Tackling Deforestation and the Trade in Forest Risk Commodities: Consumer-Country Measures and the ‘Legality Approach’By Duncan Brack View Publication
The world continues to lose forests at an unsustainable rate. Deforestation contributes to climate change, degrades local environments, destroys habitats and biodiversity, and impoverishes forest communities and indigenous peoples. A significant proportion of this forest clearance has been illegal.
This brief proposes a “legality approach” – an attempt to reduce the level of illegal behavior in the production of the products in question, and to exclude from consumer markets products that are produced illegally. Much attention has been focused on measures to encourage or require consumer-country imports of timber to have been produced legally, or sustainably, or responsibly, in their countries of origin. In principle, these measures could be applied to agricultural commodities whose production is associated with deforestation.

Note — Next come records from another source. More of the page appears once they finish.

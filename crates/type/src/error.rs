// SPDX-License-Identifier: AGPL-3.0-or-later
// Copyright (c) 2025 ReifyDB

use serde::Serialize;

/// Coarse classification of an [`Error`].
///
/// Transports use the class to pick a status code and to decide whether a
/// subscription session may continue.
#[derive(Debug, Clone, Copy, PartialEq, Eq, Serialize)]
#[serde(rename_all = "snake_case")]
pub enum ErrorClass {
	/// The request never reached the engine: bad method, body, or upgrade.
	Transport,
	/// The query text or its selection set was rejected.
	Request,
	/// The engine failed while producing a result.
	Execution,
	/// A configuration or programming fault inside the gateway.
	Internal,
}

#[derive(Debug, Clone, PartialEq, thiserror::Error)]
pub enum Error {
	#[error("request must be a POST")]
	MethodNotAllowed,

	#[error("request must include a query")]
	MissingBody,

	#[error("{0}")]
	MalformedBody(String),

	#[error("could not establish websocket connection")]
	UpgradeFailed,

	#[error("{message} at line {line}, column {column}")]
	Parse {
		message: String,
		line: usize,
		column: usize,
	},

	#[error("{0}")]
	Validation(String),

	#[error("subscriptions must be made over a websocket connection")]
	SubscriptionOverHttp,

	#[error("request must be a subscription")]
	NotASubscription,

	#[error("subscription must select exactly one field, found {0}")]
	SubscriptionFieldCount(usize),

	#[error("{0}")]
	Execution(String),

	#[error("query execution timed out")]
	Timeout,

	#[error("unknown event type: {0}")]
	UnknownEventType(String),

	#[error("{0}")]
	Internal(String),
}

impl Error {
	pub fn parse(message: impl Into<String>, line: usize, column: usize) -> Self {
		Error::Parse {
			message: message.into(),
			line,
			column,
		}
	}

	pub fn validation(message: impl Into<String>) -> Self {
		Error::Validation(message.into())
	}

	pub fn execution(message: impl Into<String>) -> Self {
		Error::Execution(message.into())
	}

	pub fn internal(message: impl Into<String>) -> Self {
		Error::Internal(message.into())
	}

	/// Stable machine-readable code for this error.
	pub fn code(&self) -> &'static str {
		match self {
			Error::MethodNotAllowed => "TRANSPORT_001",
			Error::MissingBody => "TRANSPORT_002",
			Error::MalformedBody(_) => "TRANSPORT_003",
			Error::UpgradeFailed => "TRANSPORT_004",
			Error::Parse {
				..
			} => "QUERY_001",
			Error::Validation(_) => "QUERY_002",
			Error::SubscriptionOverHttp => "QUERY_003",
			Error::NotASubscription => "SUBSCRIPTION_001",
			Error::SubscriptionFieldCount(_) => "SUBSCRIPTION_002",
			Error::UnknownEventType(_) => "SUBSCRIPTION_003",
			Error::Execution(_) => "EXECUTE_001",
			Error::Timeout => "EXECUTE_002",
			Error::Internal(_) => "INTERNAL_001",
		}
	}

	pub fn class(&self) -> ErrorClass {
		match self {
			Error::MethodNotAllowed | Error::MissingBody | Error::MalformedBody(_) | Error::UpgradeFailed => {
				ErrorClass::Transport
			}
			Error::Parse {
				..
			}
			| Error::Validation(_)
			| Error::SubscriptionOverHttp
			| Error::NotASubscription
			| Error::SubscriptionFieldCount(_) => ErrorClass::Request,
			Error::Execution(_) | Error::Timeout => ErrorClass::Execution,
			Error::UnknownEventType(_) | Error::Internal(_) => ErrorClass::Internal,
		}
	}
}

impl From<serde_json::Error> for Error {
	fn from(err: serde_json::Error) -> Self {
		Error::MalformedBody(err.to_string())
	}
}
// SPDX-License-Identifier: AGPL-3.0-or-later
// Copyright (c) 2025 ReifyDB

use conduit_type::{Error, Result};
use serde::{Deserialize, Serialize};
use serde_json::Value;

/// The reply envelope shared by every transport.
///
/// Exactly one of `data` and `errors` is populated; the other is left out of
/// the serialized JSON.
#[derive(Debug, Clone, PartialEq, Serialize, Deserialize)]
pub struct Response {
	#[serde(default, skip_serializing_if = "Option::is_none")]
	pub data: Option<Value>,
	#[serde(default, skip_serializing_if = "Option::is_none")]
	pub errors: Option<Vec<String>>,
}

impl Response {
	pub fn data(data: Value) -> Self {
		Self {
			data: Some(data),
			errors: None,
		}
	}

	pub fn error(message: impl Into<String>) -> Self {
		Self {
			data: None,
			errors: Some(vec![message.into()]),
		}
	}

	pub fn from_result(result: Result<Value>) -> Self {
		match result {
			Ok(data) => Self::data(data),
			Err(err) => Self::from(&err),
		}
	}

	pub fn is_error(&self) -> bool {
		self.errors.is_some()
	}

	pub fn to_json(&self) -> Result<String> {
		serde_json::to_string(self).map_err(|err| Error::internal(format!("failed to encode response: {}", err)))
	}
}

impl From<&Error> for Response {
	fn from(err: &Error) -> Self {
		Self::error(err.to_string())
	}
}

#[cfg(test)]
mod tests {
	use serde_json::json;

	use super::*;

	#[test]
	fn test_data_omits_errors() {
		let json = Response::data(json!({"ping": "pong"})).to_json().unwrap();
		assert_eq!(json, r#"{"data":{"ping":"pong"}}"#);
	}

	#[test]
	fn test_error_omits_data() {
		let json = Response::from(&Error::MethodNotAllowed).to_json().unwrap();
		assert_eq!(json, r#"{"errors":["request must be a POST"]}"#);
	}

	#[test]
	fn test_from_result() {
		let response = Response::from_result(Err(Error::execution("boom")));
		assert!(response.is_error());
		assert_eq!(response.errors, Some(vec!["boom".to_string()]));
		assert!(response.data.is_none());
	}
}
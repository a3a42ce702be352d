// SPDX-License-Identifier: AGPL-3.0-or-later
// Copyright (c) 2025 ReifyDB

pub mod parse;

use std::fmt::{self, Display, Formatter};

use async_graphql_parser::types::OperationType;
use serde_json::{Map, Value};

/// Deepest bracket nesting accepted in query text, and the deepest value the
/// executor projects a selection set through.
pub const MAX_DEPTH: usize = 64;

/// Arguments attached to a selected field, after variable substitution.
pub type Arguments = Map<String, Value>;

/// Variables supplied next to the query text.
pub type Variables = Map<String, Value>;

#[derive(Debug, Clone, Copy, PartialEq, Eq, Hash)]
pub enum OperationKind {
	Query,
	Mutation,
	Subscription,
}

impl From<OperationType> for OperationKind {
	fn from(ty: OperationType) -> Self {
		match ty {
			OperationType::Query => OperationKind::Query,
			OperationType::Mutation => OperationKind::Mutation,
			OperationType::Subscription => OperationKind::Subscription,
		}
	}
}

impl Display for OperationKind {
	fn fmt(&self, f: &mut Formatter<'_>) -> fmt::Result {
		match self {
			OperationKind::Query => f.write_str("query"),
			OperationKind::Mutation => f.write_str("mutation"),
			OperationKind::Subscription => f.write_str("subscription"),
		}
	}
}

/// A parsed operation. Variables are already substituted into the arguments.
#[derive(Debug, Clone, PartialEq)]
pub struct Query {
	pub kind: OperationKind,
	pub name: Option<String>,
	pub selection_set: SelectionSet,
}

#[derive(Debug, Clone, Default, PartialEq)]
pub struct SelectionSet {
	pub selections: Vec<Selection>,
}

#[derive(Debug, Clone, PartialEq)]
pub struct Selection {
	pub name: String,
	pub alias: Option<String>,
	pub arguments: Arguments,
	pub selection_set: Option<SelectionSet>,
}

impl Selection {
	/// The key this selection occupies in the result object.
	pub fn response_key(&self) -> &str {
		self.alias.as_deref().unwrap_or(&self.name)
	}
}
// SPDX-License-Identifier: AGPL-3.0-or-later
// Copyright (c) 2025 ReifyDB

use std::sync::Arc;

use conduit_type::Result;
use serde_json::Value;

use crate::{EventType, SubscriptionRegistry};

/// Cloneable handle through which application code announces events.
///
/// Resolvers, background jobs or anything else that changes data hold one of
/// these; the gateway's sessions pick the notifications up from the registry.
#[derive(Clone)]
pub struct EventPublisher {
	registry: Arc<SubscriptionRegistry>,
}

impl EventPublisher {
	pub fn new(registry: Arc<SubscriptionRegistry>) -> Self {
		Self {
			registry,
		}
	}

	pub fn declare(&self, event_type: impl Into<EventType>) -> bool {
		self.registry.declare(event_type)
	}

	/// Notify subscribers of `event_type`, handing them `payload` as root value.
	pub fn publish(&self, event_type: &str, payload: Value) -> Result<usize> {
		self.registry.publish(event_type, Some(payload))
	}

	/// Notify subscribers of `event_type` without a payload.
	pub fn notify(&self, event_type: &str) -> Result<usize> {
		self.registry.publish(event_type, None)
	}

	pub fn registry(&self) -> &Arc<SubscriptionRegistry> {
		&self.registry
	}
}
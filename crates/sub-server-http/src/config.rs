// SPDX-License-Identifier: AGPL-3.0-or-later
// Copyright (c) 2025 ReifyDB

use serde::Deserialize;

pub const DEFAULT_HTTP_BIND_ADDR: &str = "0.0.0.0:8090";

#[derive(Debug, Clone, Deserialize)]
#[serde(default)]
pub struct HttpConfig {
	/// Address and port to bind to, e.g. `"0.0.0.0:8090"`.
	pub bind_addr: String,
}

impl HttpConfig {
	pub fn new() -> Self {
		Self::default()
	}

	pub fn with_bind_addr(mut self, bind_addr: impl Into<String>) -> Self {
		self.bind_addr = bind_addr.into();
		self
	}
}

impl Default for HttpConfig {
	fn default() -> Self {
		Self {
			bind_addr: DEFAULT_HTTP_BIND_ADDR.to_string(),
		}
	}
}
// SPDX-License-Identifier: AGPL-3.0-or-later
// Copyright (c) 2025 ReifyDB

//! A small order-tracking schema used across the server tests.
//!
//! - `order(id)` and `closeOrder(id)` on the Query and Mutation roots
//! - `orderUpdated` and `orderCreated` subscriptions that resolve to the
//!   notification payload
//! - `brokenFeed`, a subscription whose resolver always fails

use conduit_engine::{Arguments, Schema, SchemaBuilder};
use conduit_type::Error;
use serde_json::{Value, json};

pub const BROKEN_FEED_MESSAGE: &str = "feed unavailable";

fn id(args: &Arguments) -> Value {
	args.get("id").cloned().unwrap_or(Value::Null)
}

pub fn order_schema() -> Schema {
	let mut builder = SchemaBuilder::new();

	builder.query().field_func("order", |_ctx, args, _root| {
		Ok::<_, Error>(json!({"id": id(args), "status": "open", "total": 10}))
	});

	builder.mutation().field_func("closeOrder", |_ctx, args, _root| {
		Ok::<_, Error>(json!({"id": id(args), "status": "closed"}))
	});

	builder
		.subscription()
		.field_func("orderUpdated", |_ctx, _args, root| Ok::<_, Error>(root.cloned().unwrap_or(Value::Null)))
		.field_func("orderCreated", |_ctx, _args, root| Ok::<_, Error>(root.cloned().unwrap_or(Value::Null)))
		.field_func("brokenFeed", |_ctx, _args, _root| Err::<Value, _>(BROKEN_FEED_MESSAGE));

	builder.build()
}

/// Event types the fixture schema subscribes to.
pub const ORDER_EVENT_TYPES: [&str; 3] = ["orderUpdated", "orderCreated", "brokenFeed"];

- The main advantage of such an approach is that it rests in the hands of the producer country, rather than a question of external standards being imposed. The main disadvantage is the inverse: that national laws may not be adequate to reduce the impact of production on forests.

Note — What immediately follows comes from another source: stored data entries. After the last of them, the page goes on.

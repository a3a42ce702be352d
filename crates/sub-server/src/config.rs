// SPDX-License-Identifier: AGPL-3.0-or-later
// Copyright (c) 2025 ReifyDB

use std::time::Duration;

use serde::Deserialize;

/// Default upper bound on a single engine call.
pub const DEFAULT_QUERY_TIMEOUT: Duration = Duration::from_secs(30);

/// Limits applied to every parse/validate/execute round trip.
#[derive(Debug, Clone, Deserialize)]
#[serde(default)]
pub struct QueryConfig {
	#[serde(rename = "timeout_ms", with = "duration_ms")]
	pub timeout: Duration,
}

impl QueryConfig {
	pub fn new() -> Self {
		Self::default()
	}

	pub fn with_timeout(mut self, timeout: Duration) -> Self {
		self.timeout = timeout;
		self
	}
}

impl Default for QueryConfig {
	fn default() -> Self {
		Self {
			timeout: DEFAULT_QUERY_TIMEOUT,
		}
	}
}

/// Reads a [`Duration`] written as whole milliseconds.
pub mod duration_ms {
	use std::time::Duration;

	use serde::{Deserialize, Deserializer};

	pub fn deserialize<'de, D>(deserializer: D) -> Result<Duration, D::Error>
	where
		D: Deserializer<'de>,
	{
		u64::deserialize(deserializer).map(Duration::from_millis)
	}
}

#[cfg(test)]
mod tests {
	use super::*;

	#[test]
	fn test_default_timeout() {
		assert_eq!(QueryConfig::default().timeout, Duration::from_secs(30));
	}

	#[test]
	fn test_deserialize_millis() {
		let config: QueryConfig = serde_json::from_str(r#"{"timeout_ms": 250}"#).unwrap();
		assert_eq!(config.timeout, Duration::from_millis(250));

		let config: QueryConfig = serde_json::from_str("{}").unwrap();
		assert_eq!(config.timeout, DEFAULT_QUERY_TIMEOUT);
	}
}
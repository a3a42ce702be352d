// SPDX-License-Identifier: AGPL-3.0-or-later
// Copyright (c) 2025 ReifyDB

//! HTTP server subsystem.
//!
//! `HttpSubsystem` binds the listener on start, serves the router on a
//! spawned task and drains in-flight requests on shutdown.

use std::{
	any::Any,
	net::SocketAddr,
	sync::{
		Arc,
		atomic::{AtomicBool, Ordering},
	},
	time::Duration,
};

use async_trait::async_trait;
use conduit_sub_api::{HealthStatus, Subsystem};
use conduit_sub_server::AppState;
use conduit_type::Error;
use parking_lot::RwLock;
use tokio::{net::TcpListener, sync::oneshot, time::timeout};

use crate::{HttpConfig, routes::router};

const SHUTDOWN_TIMEOUT: Duration = Duration::from_secs(30);

/// HTTP server subsystem.
///
/// # Example
///
/// ```ignore
/// let mut http = HttpSubsystem::new(HttpConfig::default(), state);
///
/// http.start().await?;
/// // Server is now accepting connections
///
/// http.shutdown().await?;
/// // Server has gracefully stopped
/// ```
pub struct HttpSubsystem {
	config: HttpConfig,
	/// Actual bound address (available after start).
	actual_addr: RwLock<Option<SocketAddr>>,
	state: AppState,
	running: Arc<AtomicBool>,
	shutdown_tx: Option<oneshot::Sender<()>>,
	shutdown_complete_rx: Option<oneshot::Receiver<()>>,
}

impl HttpSubsystem {
	pub fn new(config: HttpConfig, state: AppState) -> Self {
		Self {
			config,
			actual_addr: RwLock::new(None),
			state,
			running: Arc::new(AtomicBool::new(false)),
			shutdown_tx: None,
			shutdown_complete_rx: None,
		}
	}

	pub fn bind_addr(&self) -> &str {
		&self.config.bind_addr
	}

	/// Get the actual bound address (available after start).
	pub fn local_addr(&self) -> Option<SocketAddr> {
		*self.actual_addr.read()
	}

	pub fn port(&self) -> Option<u16> {
		self.local_addr().map(|a| a.port())
	}
}

#[async_trait]
impl Subsystem for HttpSubsystem {
	fn name(&self) -> &'static str {
		"Http"
	}

	async fn start(&mut self) -> conduit_type::Result<()> {
		// Idempotent: if already started, return success
		if self.shutdown_tx.is_some() {
			return Ok(());
		}

		let addr = self.config.bind_addr.clone();
		let listener = TcpListener::bind(&addr)
			.await
			.map_err(|e| Error::internal(format!("failed to bind HTTP server to {}: {}", addr, e)))?;

		let actual_addr =
			listener.local_addr().map_err(|e| Error::internal(format!("failed to get local address: {}", e)))?;
		*self.actual_addr.write() = Some(actual_addr);
		tracing::info!("HTTP server bound to {}", actual_addr);

		let (shutdown_tx, shutdown_rx) = oneshot::channel();
		let (complete_tx, complete_rx) = oneshot::channel();

		let state = self.state.clone();
		let running = self.running.clone();
		running.store(true, Ordering::SeqCst);

		tokio::spawn(async move {
			let app = router(state);
			let server = axum::serve(listener, app).with_graceful_shutdown(async {
				shutdown_rx.await.ok();
				tracing::info!("HTTP server received shutdown signal");
			});

			if let Err(e) = server.await {
				tracing::error!("HTTP server error: {}", e);
			}

			running.store(false, Ordering::SeqCst);
			let _ = complete_tx.send(());
			tracing::info!("HTTP server stopped");
		});

		self.shutdown_tx = Some(shutdown_tx);
		self.shutdown_complete_rx = Some(complete_rx);
		Ok(())
	}

	async fn shutdown(&mut self) -> conduit_type::Result<()> {
		if let Some(tx) = self.shutdown_tx.take() {
			let _ = tx.send(());
		}

		if let Some(rx) = self.shutdown_complete_rx.take() {
			match timeout(SHUTDOWN_TIMEOUT, rx).await {
				Ok(_) => tracing::debug!("HTTP server shutdown completed"),
				Err(_) => tracing::warn!("HTTP server shutdown timed out"),
			}
		}

		Ok(())
	}

	fn is_running(&self) -> bool {
		self.running.load(Ordering::SeqCst)
	}

	fn health_status(&self) -> HealthStatus {
		if self.running.load(Ordering::SeqCst) {
			HealthStatus::Healthy
		} else {
			HealthStatus::Failed {
				description: "Not running".to_string(),
			}
		}
	}

	fn as_any(&self) -> &dyn Any {
		self
	}

	fn as_any_mut(&mut self) -> &mut dyn Any {
		self
	}
}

- A legality approach can often act as a stepping-stone to sustainability. Putting in place the mechanisms needed to track the movement of logs from the forest, or crops from the farms, through to consumption or export – necessary for a legality approach – is a big step towards establishing full chain-of-custody tracking.
- Moreover, a legality approach may itself lead to improvements in laws and regulations, and in the long term may strengthen forest and land management, transparency, governance, and the rights of forest communities.